Radiotherapy is a different procedure than radiosurgery. With radiotherapy, we deliver radiation in 10 to 30 small doses (called fractions) over a two- to six-week period. The radiation targets the region of the tumor as well as the immediate surroundings, which can be advantageous in infiltrative types of brain tumors such as glioblastoma. Radiotherapy typically begins within two to six weeks after surgery and we perform it in the outpatient setting.

Chemotherapy, targeted therapy, and immunotherapy (including vaccines) can be important components of treatment for brain tumors and are aimed at destroying residual cancer cells or keeping them from regrowing. You may require these treatments alone, or in combination with radiation therapy. Typically, these treatments follow diagnostic surgery. We usually provide these treatments in pill form or using an intravenous infusion. In some cases, we use wafers, which we place during surgery. We are involved with clinical trials to test new chemotherapy, targeted therapy, and immunotherapy strategies. If they are appropriate for you and your condition, we will discuss them with you.

Surgery Instructions 

It can be helpful to know what to expect and how to prepare for surgery and recuperation.

Before the procedure
You will meet with your surgeon to discuss the type of tumor you have and what procedure we will perform. We will schedule your surgery give you instructions to make sure you are healthy enough to have the procedure performed safely. You may need to get bloodwork, additional imaging studies, and a check-up from a primary care doctor or specialist if you have a pre-existing condition. We will give you a personalized medical plan to prepare for the procedure.

Day of surgery
We will tell you when to arrive at the hospital and where to go. After you check in, nurses will prepare you for the operating room (OR). You and your family will meet with your surgeon, anesthesiologist, and the rest of the operating room team. The staff will then take you into the OR and show your family members where they can wait. We will let your family know when your procedure is finished.

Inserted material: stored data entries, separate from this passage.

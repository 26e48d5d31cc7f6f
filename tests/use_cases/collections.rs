//! Collection-valued entries
//!
//! Lists, sets and maps are Heap values: a write context decodes the
//! stored collection, the caller edits it, and the commit re-encodes it,
//! growing the entry when needed.

use crate::*;
use std::collections::{BTreeMap, BTreeSet, HashMap, HashSet};

fn key(k: &str) -> String {
    k.to_string()
}

// =============================================================================
// LISTS
// =============================================================================

#[test]
fn test_list_values() {
    let map = small_map::<String, Vec<String>>();
    map.put(&key("1"), &vec![]).unwrap();
    map.put(&key("2"), &vec!["one".to_string()]).unwrap();

    let mut list = Vec::new();
    update(&map, &key("2"), &mut list, |l| l.push("three".to_string()));

    let mut reader = Vec::new();
    assert_eq!(
        read(&map, &key("2"), &mut reader, |l| l.clone()),
        Some(vec!["one".to_string(), "three".to_string()])
    );
    assert_eq!(map.get(&key("1")).unwrap(), Some(vec![]));
}

#[test]
fn test_list_created_empty_by_acquire() {
    let map = small_map::<String, Vec<i64>>();
    let mut list = vec![99];
    update(&map, &key("new"), &mut list, |l| {
        assert!(l.is_empty());
        l.extend(0..1000);
    });
    let stored = map.get(&key("new")).unwrap().unwrap();
    assert_eq!(stored.len(), 1000);
    assert_eq!(stored[999], 999);
}

#[test]
fn test_list_remove_then_absent() {
    let map = small_map::<String, Vec<String>>();
    map.put(&key("k"), &vec!["a".to_string()]).unwrap();
    assert!(map.remove(&key("k")).unwrap().is_some());

    let mut using = vec!["stale".to_string()];
    assert!(map.get_using(&key("k"), &mut using).unwrap().is_none());
    assert!(!map.contains_key(&key("k")).unwrap());
}

// =============================================================================
// SETS
// =============================================================================

#[test]
fn test_set_values() {
    let map = small_map::<String, HashSet<String>>();
    map.put(&key("1"), &HashSet::new()).unwrap();
    map.put(&key("2"), &HashSet::from(["one".to_string()])).unwrap();

    let mut set = HashSet::new();
    update(&map, &key("2"), &mut set, |s| {
        s.insert("three".to_string());
    });

    let expected = HashSet::from(["one".to_string(), "three".to_string()]);
    assert_eq!(map.get(&key("2")).unwrap(), Some(expected));
    assert_eq!(map.get(&key("1")).unwrap(), Some(HashSet::new()));
}

#[test]
fn test_ordered_set_values() {
    let map = small_map::<String, BTreeSet<i32>>();
    let mut set = BTreeSet::new();
    update(&map, &key("s"), &mut set, |s| {
        s.insert(3);
        s.insert(1);
    });
    update(&map, &key("s"), &mut set, |s| {
        s.insert(2);
    });
    let stored: Vec<i32> = map.get(&key("s")).unwrap().unwrap().into_iter().collect();
    assert_eq!(stored, vec![1, 2, 3]);
}

// =============================================================================
// MAPS
// =============================================================================

#[test]
fn test_map_values() {
    let map = small_map::<String, HashMap<String, String>>();
    map.put(&key("1"), &HashMap::new()).unwrap();
    map.put(
        &key("2"),
        &HashMap::from([("one".to_string(), "uni".to_string())]),
    )
    .unwrap();

    let mut inner = HashMap::new();
    update(&map, &key("2"), &mut inner, |m| {
        m.insert("three".to_string(), "tri".to_string());
    });

    let mut reader = HashMap::new();
    let got = read(&map, &key("2"), &mut reader, |m| m.clone()).unwrap();
    assert_eq!(got.len(), 2);
    assert_eq!(got.get("one").map(String::as_str), Some("uni"));
    assert_eq!(got.get("three").map(String::as_str), Some("tri"));
}

#[test]
fn test_ordered_map_values() {
    let map = small_map::<i64, BTreeMap<String, i64>>();
    let mut inner = BTreeMap::new();
    update(&map, &1, &mut inner, |m| {
        *m.entry("a".to_string()).or_insert(0) += 1;
    });
    update(&map, &1, &mut inner, |m| {
        *m.entry("a".to_string()).or_insert(0) += 1;
    });
    let stored = map.get(&1).unwrap().unwrap();
    assert_eq!(stored.get("a"), Some(&2));
}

Recuperation in the hospital
The type of tumor you have and its location in your brain will determine how long you have to stay in the hospital after the procedure, but you can plan on at least one or two days. During this time, our nurses will monitor you closely and you will work with therapists to speed your recovery. We may perform additional testing to monitor your progress. Before you leave, we will give you a discharge plan, which may include transfer to a rehabilitation or skilled nursing facility.

Recuperation at home
Your surgeon will tell you how to take care of your incision at home, what medications to take, what you can and cannot eat, and any precautions you should take. We will schedule a follow-up appointment with your surgeon to discuss your results and recovery progress. We may recommend outpatient physical, occupational, or speech therapy.

Follow up care
You will have follow-up visits with your surgeon; the frequency will depend on the type of tumor you have. You may also need to have consultations with other specialists for additional treatment such as radiation therapy or chemotherapy. We may monitor you with periodic imaging tests.